加貫ローラ製作所社長加貫泰弘氏、「創業120周年迎え、“飛躍の年”目指す」

工業用品 2018-01-11


 ■海外の状況
 営業・製造拠点として中国の加貫[蘇州]、韓国の韓国カツラがあり、それ以外の国については協力会社を通じて展開している。特に好調だったのは中国で、進出から6年ほどを経て地元の日系企業の間でも認知度が向上し、多数の案件を頂くなど堅調が続いている。政治的なリスクはあるものの景況は良く投資も活発で、しばらくは安定的な成長が続くとみている。

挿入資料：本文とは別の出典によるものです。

//! Project plans - the planned cost breakdown of a project.
//!
//! A plan has the same label/item shape as an invoice body and is stored the
//! same way: every update replaces the whole tree. The plan is informational
//! once the project exists; only approved budget requests move the budget.

use crate::{
    core::{
        audit::entity_types,
        context::{Actor, LedgerContext},
        effects,
        invoice_items::{self, InvoiceLine, LineItem, LineTree, TreeRow},
        project,
    },
    entities::{AuditAction, ProjectPlanItem, project_budget, project_plan_item},
    errors::{Error, Result},
};
use chrono::Utc;
use sea_orm::{Set, TransactionTrait, prelude::*};
use tracing::{info, instrument};

/// A top-level plan line: a planned item or a label grouping planned items.
pub type PlanLine = InvoiceLine;

impl LineTree for ProjectPlanItem {
    fn owner_column() -> project_plan_item::Column {
        project_plan_item::Column::ProjectId
    }

    fn parent_column() -> project_plan_item::Column {
        project_plan_item::Column::ParentId
    }

    fn sort_column() -> project_plan_item::Column {
        project_plan_item::Column::SortOrder
    }

    fn id_column() -> project_plan_item::Column {
        project_plan_item::Column::Id
    }

    fn to_active(row: TreeRow) -> project_plan_item::ActiveModel {
        project_plan_item::ActiveModel {
            project_id: Set(row.owner_id),
            parent_id: Set(row.parent_id),
            is_label: Set(row.is_label),
            description: Set(row.line.description),
            quantity: Set(row.line.quantity),
            unit: Set(row.line.unit),
            unit_price: Set(row.line.unit_price),
            subtotal: Set(row.subtotal),
            sort_order: Set(row.sort_order),
            created_at: Set(Utc::now()),
            ..Default::default()
        }
    }

    fn from_model(model: &project_plan_item::Model) -> (i64, TreeRow) {
        let row = TreeRow {
            owner_id: model.project_id,
            parent_id: model.parent_id,
            is_label: model.is_label,
            line: LineItem {
                description: model.description.clone(),
                quantity: model.quantity,
                unit: model.unit.clone(),
                unit_price: model.unit_price,
            },
            subtotal: model.subtotal,
            sort_order: model.sort_order,
        };
        (model.id, row)
    }
}

fn ensure_reviewer(actor: &Actor, action: String) -> Result<()> {
    if actor.is_reviewer() {
        Ok(())
    } else {
        Err(Error::Forbidden {
            user_id: actor.user_id,
            action,
        })
    }
}

/// Creates a project whose initial total budget is the sum of its plan.
#[instrument(skip(ctx, actor, lines))]
pub async fn create_project_with_plan(
    ctx: &LedgerContext,
    actor: &Actor,
    name: &str,
    description: &str,
    lines: &[PlanLine],
) -> Result<(project_budget::Model, Vec<PlanLine>)> {
    ensure_reviewer(actor, "create project".to_string())?;
    let name = name.trim();
    if name.is_empty() {
        return Err(Error::validation("Project name cannot be empty"));
    }
    if lines.is_empty() {
        return Err(Error::validation("At least one plan item or label is required"));
    }
    invoice_items::validate_lines(lines)?;
    let total_budget = invoice_items::lines_subtotal(lines);

    let txn = ctx.db.begin().await?;
    let (project, budget) =
        project::insert_project_with_budget(&txn, actor.user_id, name, description, total_budget)
            .await?;
    invoice_items::replace_tree::<ProjectPlanItem, _>(&txn, project.id, lines).await?;
    let plan = invoice_items::load_tree::<ProjectPlanItem, _>(&txn, project.id).await?;
    txn.commit().await?;
    info!(project_id = project.id, total_budget, "Created project from plan");

    effects::record_audit(
        ctx,
        actor.user_id,
        AuditAction::Create,
        entity_types::PROJECT,
        project.id,
        format!(
            "Created project '{}' with planned budget {total_budget:.2}",
            project.name
        ),
    )
    .await;

    Ok((budget, plan))
}

/// The stored plan of a project. A project without a plan yields no lines.
pub async fn get_plan(db: &DatabaseConnection, project_id: i64) -> Result<Vec<PlanLine>> {
    project::get_project(db, project_id).await?;
    invoice_items::load_tree::<ProjectPlanItem, _>(db, project_id).await
}

/// Replaces the whole plan of a project with `lines`.
///
/// An empty `lines` clears the plan. The project budget is left untouched.
#[instrument(skip(ctx, actor, lines))]
pub async fn replace_plan(
    ctx: &LedgerContext,
    actor: &Actor,
    project_id: i64,
    lines: &[PlanLine],
) -> Result<Vec<PlanLine>> {
    ensure_reviewer(actor, format!("update plan of project {project_id}"))?;
    invoice_items::validate_lines(lines)?;

    let txn = ctx.db.begin().await?;
    project::get_project(&txn, project_id).await?;
    invoice_items::replace_tree::<ProjectPlanItem, _>(&txn, project_id, lines).await?;
    let plan = invoice_items::load_tree::<ProjectPlanItem, _>(&txn, project_id).await?;
    txn.commit().await?;

    let planned = invoice_items::lines_subtotal(&plan);
    info!(project_id, lines = plan.len(), planned, "Replaced project plan");

    effects::record_audit(
        ctx,
        actor.user_id,
        AuditAction::Update,
        entity_types::PROJECT,
        project_id,
        format!("Replaced plan with {} lines totalling {planned:.2}", plan.len()),
    )
    .await;

    Ok(plan)
}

 一方の韓国も安定生産を続けており、現地企業向けの販売も順調だ。ただ、景況が良くないことに加え、韓国企業の中国への進出により国内の産業空洞化が進んでいる。今後の動向を注視していく必要がある。

 ■滋賀工場に成形部門を集約
 マザー工場となる滋賀工場への集約を進めている。17年5月に敷地内に新たに研磨工場を設立したが、次のステップとして今年5月には大阪工場の成形部門を全て滋賀工場に移設する計画。製造部門の集約化を進めることで生産のさらなる効率化を図る。一方、研磨部門については、全国のユーザーからの研磨需要にスピーディに対応するため各拠点に残していく考えだ。

 ■2018年の経営方針
 中期3カ年計画最終年度の目標達成に向けて全力で取り組んでいく。当社の持ち味である、ユーザーとの対話を重視したキメの細かい“密着型営業”を徹底し、個々の知識や経験を高めることで、ユーザーが本当に必要としている製品を提案していく。

 これからは、ユーザーの細かい要望に対応するオーダーメイド的な製品の価値がますます高くなっていくとみている。その様な製品を提供するためには、営業ではユーザーの要望を的確に引き出し拾いあげていく力が、開発ではそれを実際に形にする技術力が必須となる。それぞれの能力を上げていくことで、今まで以上にオーダーメイド的な多品種・小ロット生産に対応できる企業にしていきたいと考えている。